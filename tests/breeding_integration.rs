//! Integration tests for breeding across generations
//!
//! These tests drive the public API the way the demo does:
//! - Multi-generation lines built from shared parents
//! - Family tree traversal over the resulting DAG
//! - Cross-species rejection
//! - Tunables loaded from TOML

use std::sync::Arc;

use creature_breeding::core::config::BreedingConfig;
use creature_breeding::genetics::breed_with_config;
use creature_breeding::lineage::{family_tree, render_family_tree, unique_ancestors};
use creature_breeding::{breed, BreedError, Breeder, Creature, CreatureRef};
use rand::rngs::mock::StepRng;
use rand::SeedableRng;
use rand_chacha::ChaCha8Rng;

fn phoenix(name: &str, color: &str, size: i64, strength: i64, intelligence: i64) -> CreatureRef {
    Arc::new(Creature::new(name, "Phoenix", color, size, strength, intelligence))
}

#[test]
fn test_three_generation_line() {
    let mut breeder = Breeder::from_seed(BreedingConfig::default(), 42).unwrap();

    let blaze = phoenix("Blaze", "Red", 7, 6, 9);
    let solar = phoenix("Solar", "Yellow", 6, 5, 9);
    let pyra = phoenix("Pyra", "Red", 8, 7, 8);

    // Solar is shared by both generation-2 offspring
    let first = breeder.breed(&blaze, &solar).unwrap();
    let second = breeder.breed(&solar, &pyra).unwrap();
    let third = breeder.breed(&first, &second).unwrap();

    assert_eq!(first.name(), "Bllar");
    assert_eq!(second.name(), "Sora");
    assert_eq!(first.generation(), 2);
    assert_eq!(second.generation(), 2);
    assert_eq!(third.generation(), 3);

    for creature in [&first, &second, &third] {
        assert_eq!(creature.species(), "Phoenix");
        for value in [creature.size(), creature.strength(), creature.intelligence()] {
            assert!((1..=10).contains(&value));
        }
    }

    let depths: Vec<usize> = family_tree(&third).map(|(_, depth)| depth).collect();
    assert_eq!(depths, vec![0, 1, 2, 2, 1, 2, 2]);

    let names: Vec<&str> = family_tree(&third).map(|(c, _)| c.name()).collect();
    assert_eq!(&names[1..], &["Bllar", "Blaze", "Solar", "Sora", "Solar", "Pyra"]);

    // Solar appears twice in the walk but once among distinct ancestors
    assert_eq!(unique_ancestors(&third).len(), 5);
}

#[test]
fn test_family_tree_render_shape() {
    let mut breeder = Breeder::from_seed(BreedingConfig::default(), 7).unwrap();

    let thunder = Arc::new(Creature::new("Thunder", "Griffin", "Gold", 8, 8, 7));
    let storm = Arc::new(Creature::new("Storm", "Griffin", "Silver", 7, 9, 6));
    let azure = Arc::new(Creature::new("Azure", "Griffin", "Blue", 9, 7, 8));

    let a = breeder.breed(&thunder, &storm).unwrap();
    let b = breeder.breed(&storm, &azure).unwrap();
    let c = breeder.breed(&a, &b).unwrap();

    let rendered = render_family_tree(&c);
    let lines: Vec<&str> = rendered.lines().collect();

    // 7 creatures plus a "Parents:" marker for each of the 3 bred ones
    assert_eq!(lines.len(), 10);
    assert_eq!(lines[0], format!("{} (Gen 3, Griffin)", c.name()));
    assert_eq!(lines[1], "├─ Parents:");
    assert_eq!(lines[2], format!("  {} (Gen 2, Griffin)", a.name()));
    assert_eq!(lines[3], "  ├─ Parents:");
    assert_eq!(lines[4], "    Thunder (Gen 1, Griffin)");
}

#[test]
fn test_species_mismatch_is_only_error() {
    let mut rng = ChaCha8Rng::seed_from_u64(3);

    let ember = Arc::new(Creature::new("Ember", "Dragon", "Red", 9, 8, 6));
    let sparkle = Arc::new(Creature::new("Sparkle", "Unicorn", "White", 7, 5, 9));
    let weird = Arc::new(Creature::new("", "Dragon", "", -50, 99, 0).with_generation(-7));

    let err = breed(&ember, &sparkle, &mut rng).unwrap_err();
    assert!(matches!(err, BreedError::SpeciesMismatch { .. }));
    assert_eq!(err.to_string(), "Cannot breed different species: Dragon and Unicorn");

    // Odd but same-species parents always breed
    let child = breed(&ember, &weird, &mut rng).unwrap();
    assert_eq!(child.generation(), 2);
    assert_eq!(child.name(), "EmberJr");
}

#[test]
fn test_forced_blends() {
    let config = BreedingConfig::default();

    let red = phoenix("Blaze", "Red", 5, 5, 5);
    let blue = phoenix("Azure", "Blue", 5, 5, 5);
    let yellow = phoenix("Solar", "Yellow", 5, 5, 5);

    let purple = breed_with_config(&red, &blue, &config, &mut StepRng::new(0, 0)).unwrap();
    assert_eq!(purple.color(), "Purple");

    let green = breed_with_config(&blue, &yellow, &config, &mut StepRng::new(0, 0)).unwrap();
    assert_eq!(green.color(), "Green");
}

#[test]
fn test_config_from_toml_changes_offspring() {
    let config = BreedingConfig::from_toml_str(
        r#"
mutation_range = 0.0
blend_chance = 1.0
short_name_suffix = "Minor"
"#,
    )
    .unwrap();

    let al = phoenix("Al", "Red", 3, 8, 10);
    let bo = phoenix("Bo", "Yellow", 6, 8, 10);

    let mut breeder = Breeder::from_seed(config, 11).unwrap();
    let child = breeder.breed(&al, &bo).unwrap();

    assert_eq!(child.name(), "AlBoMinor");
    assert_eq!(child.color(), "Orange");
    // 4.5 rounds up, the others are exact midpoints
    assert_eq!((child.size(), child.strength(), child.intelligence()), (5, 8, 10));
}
◇ ◇ ◇ ◇
WHAT YOU SHOULD DO |
Set every line of the listing down word for word.

RESPONSE TO THE EXERCISE |
filename tests/breeding_integration.rs
//! Integration tests for breeding across generations
//!
//! These tests drive the public API the way the demo does:
//! - Multi-generation lines built from shared parents
//! - Family tree traversal over the resulting DAG
//! - Cross-species rejection
//! - Tunables loaded from TOML

use std::sync::Arc;

use creature_breeding::core::config::BreedingConfig;
use creature_breeding::genetics::breed_with_config;
use creature_breeding::lineage::{family_tree, render_family_tree, unique_ancestors};
use creature_breeding::{breed, BreedError, Breeder, Creature, CreatureRef};
use rand::rngs::mock::StepRng;
use rand::SeedableRng;
use rand_chacha::ChaCha8Rng;

fn phoenix(name: &str, color: &str, size: i64, strength: i64, intelligence: i64) -> CreatureRef {
    Arc::new(Creature::new(name, "Phoenix", color, size, strength, intelligence))
}

#[test]
fn test_three_generation_line() {
    let mut breeder = Breeder::from_seed(BreedingConfig::default(), 42).unwrap();

    let blaze = phoenix("Blaze", "Red", 7, 6, 9);
    let solar = phoenix("Solar", "Yellow", 6, 5, 9);
    let pyra = phoenix("Pyra", "Red", 8, 7, 8);

    // Solar is shared by both generation-2 offspring
    let first = breeder.breed(&blaze, &solar).unwrap();
    let second = breeder.breed(&solar, &pyra).unwrap();
    let third = breeder.breed(&first, &second).unwrap();

    assert_eq!(first.name(), "Bllar");
    assert_eq!(second.name(), "Sora");
    assert_eq!(first.generation(), 2);
    assert_eq!(second.generation(), 2);
    assert_eq!(third.generation(), 3);

    for creature in [&first, &second, &third] {
        assert_eq!(creature.species(), "Phoenix");
        for value in [creature.size(), creature.strength(), creature.intelligence()] {
            assert!((1..=10).contains(&value));
        }
    }

    let depths: Vec<usize> = family_tree(&third).map(|(_, depth)| depth).collect();
    assert_eq!(depths, vec![0, 1, 2, 2, 1, 2, 2]);

    let names: Vec<&str> = family_tree(&third).map(|(c, _)| c.name()).collect();
    assert_eq!(&names[1..], &["Bllar", "Blaze", "Solar", "Sora", "Solar", "Pyra"]);

    // Solar appears twice in the walk but once among distinct ancestors
    assert_eq!(unique_ancestors(&third).len(), 5);
}

#[test]
fn test_family_tree_render_shape() {
    let mut breeder = Breeder::from_seed(BreedingConfig::default(), 7).unwrap();

    let thunder = Arc::new(Creature::new("Thunder", "Griffin", "Gold", 8, 8, 7));
    let storm = Arc::new(Creature::new("Storm", "Griffin", "Silver", 7, 9, 6));
    let azure = Arc::new(Creature::new("Azure", "Griffin", "Blue", 9, 7, 8));

    let a = breeder.breed(&thunder, &storm).unwrap();
    let b = breeder.breed(&storm, &azure).unwrap();
    let c = breeder.breed(&a, &b).unwrap();

    let rendered = render_family_tree(&c);
    let lines: Vec<&str> = rendered.lines().collect();

    // 7 creatures plus a "Parents:" marker for each of the 3 bred ones
    assert_eq!(lines.len(), 10);
    assert_eq!(lines[0], format!("{} (Gen 3, Griffin)", c.name()));
    assert_eq!(lines[1], "├─ Parents:");
    assert_eq!(lines[2], format!("  {} (Gen 2, Griffin)", a.name()));
    assert_eq!(lines[3], "  ├─ Parents:");
    assert_eq!(lines[4], "    Thunder (Gen 1, Griffin)");
}

#[test]
fn test_species_mismatch_is_only_error() {
    let mut rng = ChaCha8Rng::seed_from_u64(3);

    let ember = Arc::new(Creature::new("Ember", "Dragon", "Red", 9, 8, 6));
    let sparkle = Arc::new(Creature::new("Sparkle", "Unicorn", "White", 7, 5, 9));
    let weird = Arc::new(Creature::new("", "Dragon", "", -50, 99, 0).with_generation(-7));

    let err = breed(&ember, &sparkle, &mut rng).unwrap_err();
    assert!(matches!(err, BreedError::SpeciesMismatch { .. }));
    assert_eq!(err.to_string(), "Cannot breed different species: Dragon and Unicorn");

    // Odd but same-species parents always breed
    let child = breed(&ember, &weird, &mut rng).unwrap();
    assert_eq!(child.generation(), 2);
    assert_eq!(child.name(), "EmberJr");
}

#[test]
fn test_forced_blends() {
    let config = BreedingConfig::default();

    let red = phoenix("Blaze", "Red", 5, 5, 5);
    let blue = phoenix("Azure", "Blue", 5, 5, 5);
    let yellow = phoenix("Solar", "Yellow", 5, 5, 5);

    let purple = breed_with_config(&red, &blue, &config, &mut StepRng::new(0, 0)).unwrap();
    assert_eq!(purple.color(), "Purple");

    let green = breed_with_config(&blue, &yellow, &config, &mut StepRng::new(0, 0)).unwrap();
    assert_eq!(green.color(), "Green");
}

#[test]
fn test_config_from_toml_changes_offspring() {
    let config = BreedingConfig::from_toml_str(
        r#"
mutation_range = 0.0
blend_chance = 1.0
short_name_suffix = "Minor"
"#,
    )
    .unwrap();

    let al = phoenix("Al", "Red", 3, 8, 10);
    let bo = phoenix("Bo", "Yellow", 6, 8, 10);

    let mut breeder = Breeder::from_seed(config, 11).unwrap();
    let child = breeder.breed(&al, &bo).unwrap();

    assert_eq!(child.name(), "AlBoMinor");
    assert_eq!(child.color(), "Orange");
    // 4.5 rounds up, the others are exact midpoints
    assert_eq!((child.size(), child.strength(), child.intelligence()), (5, 8, 10));
}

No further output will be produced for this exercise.